In 1919, Superintendent of Schools Charles C. Hughes proposed a bond to fund a district-wide program of school construction, seeking to build three new schools including a high school. It also looked to add to two schools and abandon and rebuild seven existing schools, including Jefferson School, on new sites. Many of the old school buildings were too small for the growing population and wood-framed, which was vulnerable to fire. The $2,304,000 was passed by Sacramento voters in October 1919.

In November 1919, local architects appealed to the Board of Education to appoint an architectural commission that would design the school bond projects and be paid 6% of project costs. The directors were hesitant and wanted to reuse existing school plans, but architect E. C. Hemmings insisted the buildings be unique and that it would save on costs. In April 1920, the board appointed an Architectural and Engineering Commission consisting of architects Hemmings and Jens Peterson with structural engineer George Hudnutt, for a 4.5% commission. Hemmings was chairman of the commission and responsible for the plans and designs of the projects.

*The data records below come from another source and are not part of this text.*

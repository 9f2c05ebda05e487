//! Per-run summaries handed back to the caller.
//!
//! A [`RunReport`] looks the same whether the run was real or a dry run; only
//! the outcome statuses differ (`applied` vs `simulated`).

use crate::classifier::ClassifyMode;
use crate::duplicates::{DuplicateMethod, Unresolved};
use crate::error::ItemError;
use crate::executor::{Outcome, OutcomeStatus};
use crate::planner::ActionKind;
use serde_json::{Value, json};
use std::collections::BTreeMap;
use std::path::{Path, PathBuf};

/// Which phase produced a report.
#[derive(Debug, Clone, Copy, PartialEq, Eq)]
pub enum RunKind {
    Organize(ClassifyMode),
    Dedupe(DuplicateMethod),
}

#[derive(Debug)]
pub struct RunReport {
    pub root: PathBuf,
    pub kind: RunKind,
    pub dry_run: bool,
    /// Files seen by traversal, before filtering.
    pub scanned: usize,
    /// Files that passed the admission policy.
    pub admitted: usize,
    pub duplicate_groups: usize,
    pub duplicates_found: usize,
    pub wasted_bytes: u64,
    pub outcomes: Vec<Outcome>,
    /// Files left out of duplicate grouping because they could not be hashed.
    pub unresolved: Vec<Unresolved>,
}

impl RunReport {
    pub fn new(root: &Path, kind: RunKind, dry_run: bool) -> Self {
        Self {
            root: root.to_path_buf(),
            kind,
            dry_run,
            scanned: 0,
            admitted: 0,
            duplicate_groups: 0,
            duplicates_found: 0,
            wasted_bytes: 0,
            outcomes: Vec::new(),
            unresolved: Vec::new(),
        }
    }

    /// Actions of `kind` that were applied or simulated.
    pub fn count(&self, kind: ActionKind) -> usize {
        self.outcomes
            .iter()
            .filter(|o| o.action.kind() == kind && o.took_effect())
            .count()
    }

    pub fn applied(&self) -> usize {
        self.count_status(|s| matches!(s, OutcomeStatus::Applied))
    }

    pub fn simulated(&self) -> usize {
        self.count_status(|s| matches!(s, OutcomeStatus::Simulated))
    }

    pub fn unchanged(&self) -> usize {
        self.count_status(|s| matches!(s, OutcomeStatus::Unchanged))
    }

    fn count_status(&self, predicate: impl Fn(&OutcomeStatus) -> bool) -> usize {
        self.outcomes.iter().filter(|o| predicate(&o.status)).count()
    }

    pub fn collisions_resolved(&self) -> usize {
        self.outcomes
            .iter()
            .filter(|o| o.renamed_from.is_some())
            .count()
    }

    /// Every per-item failure: unhashable files first, then failed actions.
    pub fn failures(&self) -> Vec<(&Path, &ItemError)> {
        let unresolved = self
            .unresolved
            .iter()
            .map(|u| (u.path.as_path(), &u.error));
        let failed = self
            .outcomes
            .iter()
            .filter_map(|o| o.error().map(|e| (o.action.source(), e)));
        unresolved.chain(failed).collect()
    }

    /// Files placed (or that would be placed) per bucket, for organize runs.
    pub fn bucket_counts(&self) -> BTreeMap<String, usize> {
        let mut counts = BTreeMap::new();
        for outcome in self.outcomes.iter().filter(|o| o.took_effect()) {
            if let Some(bucket) = outcome.action.bucket() {
                *counts.entry(bucket.to_string()).or_insert(0) += 1;
            }
        }
        counts
    }

    /// Machine-readable form of the report.
    pub fn to_json(&self) -> Value {
        let (command, mode) = match self.kind {
            RunKind::Organize(mode) => ("organize", mode.to_string()),
            RunKind::Dedupe(method) => ("dedupe", method.to_string()),
        };

        json!({
            "command": command,
            "mode": mode,
            "root": self.root.to_string_lossy().to_string(),
            "dry_run": self.dry_run,
            "scanned": self.scanned,
            "admitted": self.admitted,
            "duplicate_groups": self.duplicate_groups,
            "duplicates_found": self.duplicates_found,
            "wasted_bytes": self.wasted_bytes,
            "applied": self.applied(),
            "simulated": self.simulated(),
            "unchanged": self.unchanged(),
            "outcomes": self.outcomes.iter().map(outcome_json).collect::<Vec<_>>(),
            "failures": self.failures().iter().map(|(path, error)| {
                json!({
                    "path": path.to_string_lossy().to_string(),
                    "kind": error.kind(),
                    "message": error.to_string(),
                })
            }).collect::<Vec<_>>(),
        })
    }
}

fn outcome_json(outcome: &Outcome) -> Value {
    let path_value =
        |path: Option<&Path>| path.map(|p| Value::String(p.to_string_lossy().to_string()));

    json!({
        "kind": outcome.action.kind(),
        "reason": outcome.action.reason(),
        "source": outcome.action.source().to_string_lossy().to_string(),
        "destination": path_value(outcome.destination.as_deref()),
        "renamed_from": path_value(outcome.renamed_from.as_deref()),
        "keeper": path_value(outcome.action.keeper()),
        "status": outcome.status.label(),
        "error": outcome.error().map(|e| e.to_string()),
    })
}
//! Command-line interface module for filetidy.
//!
//! This module handles all CLI-related functionality including:
//! - Argument parsing and validation
//! - Configuration loading and flag overrides
//! - Organize and dedupe orchestration
//! - Report printing

use crate::classifier::{Classifier, ClassifyMode};
use crate::config::Config;
use crate::duplicates::{DuplicateMethod, ResolveOptions, resolve};
use crate::error::FatalError;
use crate::executor::Executor;
use crate::fs_ops::{FileSystem, LocalFs, validate_root};
use crate::output::OutputFormatter;
use crate::planner::{DuplicateAction, TransferKind, plan_duplicates, plan_organize};
use crate::report::{RunKind, RunReport};
use crate::scanner::scan;
use crate::simulated::SimulatedFs;
use clap::{ArgAction, ArgGroup, Parser};
use indicatif::ProgressBar;
use serde_json::Value;
use std::path::{Path, PathBuf};

/// Organize a folder by file type or date, and find and resolve duplicate files.
#[derive(Parser, Debug, Clone)]
#[command(name = "filetidy", version, about, long_about = None)]
#[command(group(
    ArgGroup::new("target")
        .required(true)
        .multiple(true)
        .args(["organize", "dedupe"])
))]
pub struct Cli {
    /// Folder to organize
    #[arg(long, value_name = "FOLDER", requires = "by")]
    pub organize: Option<PathBuf>,

    /// Organize by file type or modification month
    #[arg(long, value_enum, requires = "organize")]
    pub by: Option<ClassifyMode>,

    /// Copy files into their buckets instead of moving them
    #[arg(long, requires = "organize")]
    pub copy: bool,

    /// Folder to deduplicate
    #[arg(long, value_name = "FOLDER")]
    pub dedupe: Option<PathBuf>,

    /// Duplicate detection method [default: checksum]
    #[arg(long, value_enum, requires = "dedupe")]
    pub method: Option<DuplicateMethod>,

    /// Action for duplicates [default: delete]
    #[arg(long, value_enum, requires = "dedupe")]
    pub action: Option<DuplicateAction>,

    /// Skip hidden and system files
    #[arg(long)]
    pub skip_hidden: bool,

    /// Report what would happen without changing anything
    #[arg(long)]
    pub dry_run: bool,

    /// Configuration file (default: ./.filetidyrc.toml, then ~/.config/filetidy/config.toml)
    #[arg(long, value_name = "PATH")]
    pub config: Option<PathBuf>,

    /// Print the reports as JSON
    #[arg(long)]
    pub json: bool,

    /// Increase log verbosity (-v info, -vv debug)
    #[arg(short, long, action = ArgAction::Count)]
    pub verbose: u8,
}

impl Cli {
    /// Command-line flags win over configuration values.
    pub fn apply_overrides(&self, config: &mut Config) {
        config.filters.skip_hidden |= self.skip_hidden;
        if self.copy {
            config.organize.action = TransferKind::Copy;
        }
        if let Some(method) = self.method {
            config.dedupe.method = method;
        }
        if let Some(action) = self.action {
            config.dedupe.action = action;
        }
    }
}

/// Runs every requested phase and prints the reports.
///
/// Both roots are validated before anything runs, so a missing folder aborts
/// with no action taken. Per-item failures do not make this return an error.
/// In a dry run, dedupe plans against the tree the organize pass would have
/// left, so both reports match what a real run does.
///
/// # Examples
///
/// ```no_run
/// use clap::Parser;
/// use filetidy::cli::{Cli, run_cli};
///
/// let cli = Cli::parse_from(["filetidy", "--organize", "/tmp/inbox", "--by", "type", "--dry-run"]);
/// match run_cli(&cli) {
///     Ok(reports) => println!("{} runs completed", reports.len()),
///     Err(e) => eprintln!("Error: {}", e),
/// }
/// ```
pub fn run_cli(cli: &Cli) -> Result<Vec<RunReport>, FatalError> {
    let mut config = Config::load(cli.config.as_deref())?;
    cli.apply_overrides(&mut config);

    for root in [&cli.organize, &cli.dedupe].into_iter().flatten() {
        validate_root(root)?;
    }

    let fs = LocalFs;
    let mut reports = Vec::new();
    let mut organized_tree = None;

    if let (Some(root), Some(mode)) = (&cli.organize, cli.by) {
        if !cli.json {
            OutputFormatter::info(&format!("Organizing {} by {}", root.display(), mode));
        }
        let report = organize_directory(root, mode, &config, cli.dry_run, &fs)?;
        if !cli.json {
            OutputFormatter::print_report(&report);
        }
        if cli.dry_run && cli.dedupe.is_some() {
            organized_tree = Some(SimulatedFs::new(&fs, root, &report.outcomes)?);
        }
        reports.push(report);
    }

    if let Some(root) = &cli.dedupe {
        if !cli.json {
            OutputFormatter::info(&format!(
                "Looking for duplicates in {} by {}",
                root.display(),
                config.dedupe.method
            ));
        }
        let dedupe_fs: &dyn FileSystem = match &organized_tree {
            Some(tree) => tree,
            None => &fs,
        };
        let progress = hashing_progress(config.dedupe.method, cli.json);
        let report = dedupe_directory(root, &config, cli.dry_run, dedupe_fs, progress.as_ref());
        if let Some(pb) = &progress {
            pb.finish_and_clear();
        }
        let report = report?;
        if !cli.json {
            OutputFormatter::print_report(&report);
        }
        reports.push(report);
    }

    if cli.json {
        let value = Value::Array(reports.iter().map(RunReport::to_json).collect());
        OutputFormatter::plain(&format!("{:#}", value));
    }

    Ok(reports)
}

/// Only checksum runs read file content, so only they get a progress bar.
fn hashing_progress(method: DuplicateMethod, quiet: bool) -> Option<ProgressBar> {
    (!quiet && method == DuplicateMethod::Checksum)
        .then(|| OutputFormatter::create_progress_bar(0))
}

/// Moves (or copies) every admitted file under `root` into its bucket.
///
/// The quarantine folder is left alone, so duplicates set aside by an earlier
/// dedupe run stay there.
///
/// This function:
/// 1. Compiles the admission rules
/// 2. Scans the tree and builds file records
/// 3. Classifies each record into a bucket
/// 4. Plans one organize action per record
/// 5. Executes the plan, or simulates it when `dry_run` is set
///
/// # Errors
///
/// Returns a [`FatalError`] for invalid filter rules or a missing/unreadable root.
pub fn organize_directory(
    root: &Path,
    mode: ClassifyMode,
    config: &Config,
    dry_run: bool,
    fs: &dyn FileSystem,
) -> Result<RunReport, FatalError> {
    let filters = config.filters.compile()?;
    let quarantine = root.join(&config.dedupe.quarantine_dir);
    let scan = scan(root, fs, &filters, Some(&quarantine))?;

    let classifier = Classifier::new(
        config.organize.no_extension_bucket.clone(),
        config.organize.timezone,
    );
    let plan = plan_organize(&scan.records, root, &classifier, mode, config.organize.action);
    log::debug!("organize plan has {} actions", plan.len());

    let mut report = RunReport::new(root, RunKind::Organize(mode), dry_run);
    report.scanned = scan.scanned;
    report.admitted = scan.records.len();
    report.outcomes = Executor::new(fs, dry_run).execute(plan);
    Ok(report)
}

/// Finds duplicates under `root` and applies the configured duplicate action.
///
/// The quarantine folder is left out of the scan, so files quarantined by a
/// previous run never become keepers.
///
/// # Errors
///
/// Returns a [`FatalError`] for invalid filter rules or a missing/unreadable root.
pub fn dedupe_directory(
    root: &Path,
    config: &Config,
    dry_run: bool,
    fs: &dyn FileSystem,
    progress: Option<&ProgressBar>,
) -> Result<RunReport, FatalError> {
    let settings = &config.dedupe;
    let filters = config.filters.compile()?;
    let quarantine = root.join(&settings.quarantine_dir);
    let scan = scan(root, fs, &filters, Some(&quarantine))?;
    let admitted = scan.records.len();

    let options = ResolveOptions {
        method: settings.method,
        case_insensitive_names: settings.case_insensitive_names,
    };
    let resolution = resolve(scan.records, options, fs, progress);
    let plan = plan_duplicates(
        &resolution.groups,
        root,
        settings.action,
        &settings.quarantine_dir,
    );

    let mut report = RunReport::new(root, RunKind::Dedupe(settings.method), dry_run);
    report.scanned = scan.scanned;
    report.admitted = admitted;
    report.duplicate_groups = resolution.groups.len();
    report.duplicates_found = resolution.duplicate_count();
    report.wasted_bytes = resolution.wasted_bytes();
    report.outcomes = Executor::new(fs, dry_run).execute(plan);
    report.unresolved = resolution.unresolved;
    Ok(report)
}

Although the original plans looked to abandon the original building, the District was able to acquire the remainder of the south half of the site's block for $33,000. That spring, the contract for Hemmings-Peterson-Hudnutt was transferred to newly formed Dean and Dean. The school architecture program carried on smoothly, as James S. Dean had been working on the Jefferson School design since the commission's inception.

Jefferson School became a distribution center for sugar rations during WWII. The building was converted to administrative offices in 1949, where it was used until 2009 when it was converted to storage. $270,000 was budgeted and plans included construction of a school supply warehouse. Charles Dean was architect, with Harry Devine as supervising architect. The original building had its interior almost completely gutted and renovated. Additionally, a two-story addition was built at the rear (north) of the building, along with a one-story east wing. The 1948–1949 school year was the last time students attended school at the site.

In 2022, plans were proposed to restore and turn the building into modern housing.